In alternative embodiments, mobile computing device 1700 may
incorporate more or less input elements. For example, the display
1705 may not be a touch screen in some embodiments. In yet another
alternative embodiment, the mobile computing device 1700 is a
portable phone system, such as a cellular phone. The mobile
computing device 1700 may also include an optional keypad 1735.
Optional keypad 1735 may be a physical keypad or a "soft" keypad
generated on the touch screen display. In various embodiments, the
output elements include the display 1705 for showing a graphical
user interface (GUI), a visual indicator 1720 (e.g., a light
emitting diode), and/or an audio transducer 1725 (e.g., a speaker).

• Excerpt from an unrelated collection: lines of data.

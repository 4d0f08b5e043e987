use super::{TableQuery, ERROR};
use crate::StateId;

/// Explicit action of a packed state
#[derive(Debug, Clone, Copy, PartialEq, Eq)]
pub struct ActionEntry {
    pub terminal: usize,
    pub action: i32,
}

impl ActionEntry {
    #[must_use]
    pub const fn new(terminal: usize, action: i32) -> Self {
        Self { terminal, action }
    }
}

/// Action list of one state plus its default action
#[derive(Debug, Clone, Copy)]
pub struct PackedState<'a> {
    pub actions: &'a [ActionEntry],
    /// Taken when no entry matches; usually a default reduction or `0`
    pub default: i32,
    pub message: Option<usize>,
}

/// Explicit goto of a packed nonterminal
#[derive(Debug, Clone, Copy, PartialEq, Eq)]
pub struct GotoEntry {
    pub origin: StateId,
    pub destination: StateId,
}

impl GotoEntry {
    #[must_use]
    pub const fn new(origin: StateId, destination: StateId) -> Self {
        Self {
            origin,
            destination,
        }
    }
}

/// Goto list of one nonterminal plus its default destination
#[derive(Debug, Clone, Copy)]
pub struct PackedGoto<'a> {
    pub entries: &'a [GotoEntry],
    pub default: StateId,
}

/// Packed (compressed) encoding
///
/// Lookups are linear scans, which is what the generator emits: the lists are
/// short and the defaults absorb the common case.
#[derive(Debug, Clone, Copy)]
pub struct PackedTable<'a> {
    states: &'a [PackedState<'a>],
    gotos: &'a [PackedGoto<'a>],
    terminals: usize,
}

impl<'a> PackedTable<'a> {
    #[must_use]
    pub const fn new(
        states: &'a [PackedState<'a>],
        gotos: &'a [PackedGoto<'a>],
        terminals: usize,
    ) -> Self {
        Self {
            states,
            gotos,
            terminals,
        }
    }

    #[must_use]
    pub const fn states(&self) -> &'a [PackedState<'a>] {
        self.states
    }

    #[must_use]
    pub const fn gotos(&self) -> &'a [PackedGoto<'a>] {
        self.gotos
    }
}

impl TableQuery for PackedTable<'_> {
    fn num_states(&self) -> usize {
        self.states.len()
    }

    fn num_terminals(&self) -> usize {
        self.terminals
    }

    fn num_nonterminals(&self) -> usize {
        self.gotos.len()
    }

    fn action_code(&self, state: StateId, terminal: usize) -> i32 {
        if terminal >= self.terminals {
            return ERROR;
        }
        let Some(packed) = self.states.get(state) else {
            return ERROR;
        };
        packed
            .actions
            .iter()
            .find(|entry| entry.terminal == terminal)
            .map_or(packed.default, |entry| entry.action)
    }

    fn goto_state(&self, state: StateId, nonterminal: usize) -> Option<StateId> {
        if state >= self.states.len() {
            return None;
        }
        let goto = self.gotos.get(nonterminal)?;
        let destination = goto
            .entries
            .iter()
            .find(|entry| entry.origin == state)
            .map_or(goto.default, |entry| entry.destination);
        // The initial state is never a goto target
        (destination != 0).then_some(destination)
    }

    fn message_index(&self, state: StateId) -> Option<usize> {
        self.states.get(state).and_then(|packed| packed.message)
    }
}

In some embodiments, the mobile computing device 1700 incorporates
a vibration transducer for providing the user with tactile
feedback. In yet another embodiment, the mobile computing device
1700 incorporates input and/or output ports, such as an audio input
(e.g., a microphone jack), an audio output (e.g., a headphone
jack), and a video output (e.g., a HDMI port) for sending signals
to or receiving signals from an external device.
[0075] FIG. 17B is a block diagram illustrating the architecture of
one embodiment of a mobile computing device. That is, the mobile
computing device 1700 can incorporate a system (i.e., an
architecture) 1702 to implement some embodiments. In one
embodiment, the system 1702 is implemented as a "smart phone"
capable of running one or more applications (e.g., browser, e-mail,
calendaring, contact managers, messaging clients, games, and media
clients/players). In some embodiments, the system 1702 is
integrated as a computing device, such as an integrated personal
digital assistant (PDA) and wireless phone.
[0076] One or more application programs 1766 may be loaded into the
memory 1762 and run on or in association with the operating system
1764. Examples of the application programs include phone dialer
programs, e-mail programs, personal information management (PIM)
programs, word processing programs, spreadsheet programs, Internet
browser programs, messaging programs, and so forth. The system 1702
also includes a non-volatile storage area 1768 within the memory
1762. The non-volatile storage area 1768 may be used to store
persistent information that should not be lost if the system 1702
is powered down. The application programs 1766 may use and store
information in the non-volatile storage area 1768, such as e-mail
or other messages used by an e-mail application, and the like. A
synchronization application (not shown) also resides on the system
1702 and is programmed to interact with a corresponding
synchronization application resident on a host computer to keep the
information stored in the non-volatile storage area 1768
synchronized with corresponding information stored at the host
computer. As should be appreciated, other applications may be
loaded into the memory 1762 and run on the mobile computing device
1700, including the paragraph alignment detection engine 100, the
section reconstruction engine 118, the parser 110, the document
processor 112, and the serializer 114 described herein.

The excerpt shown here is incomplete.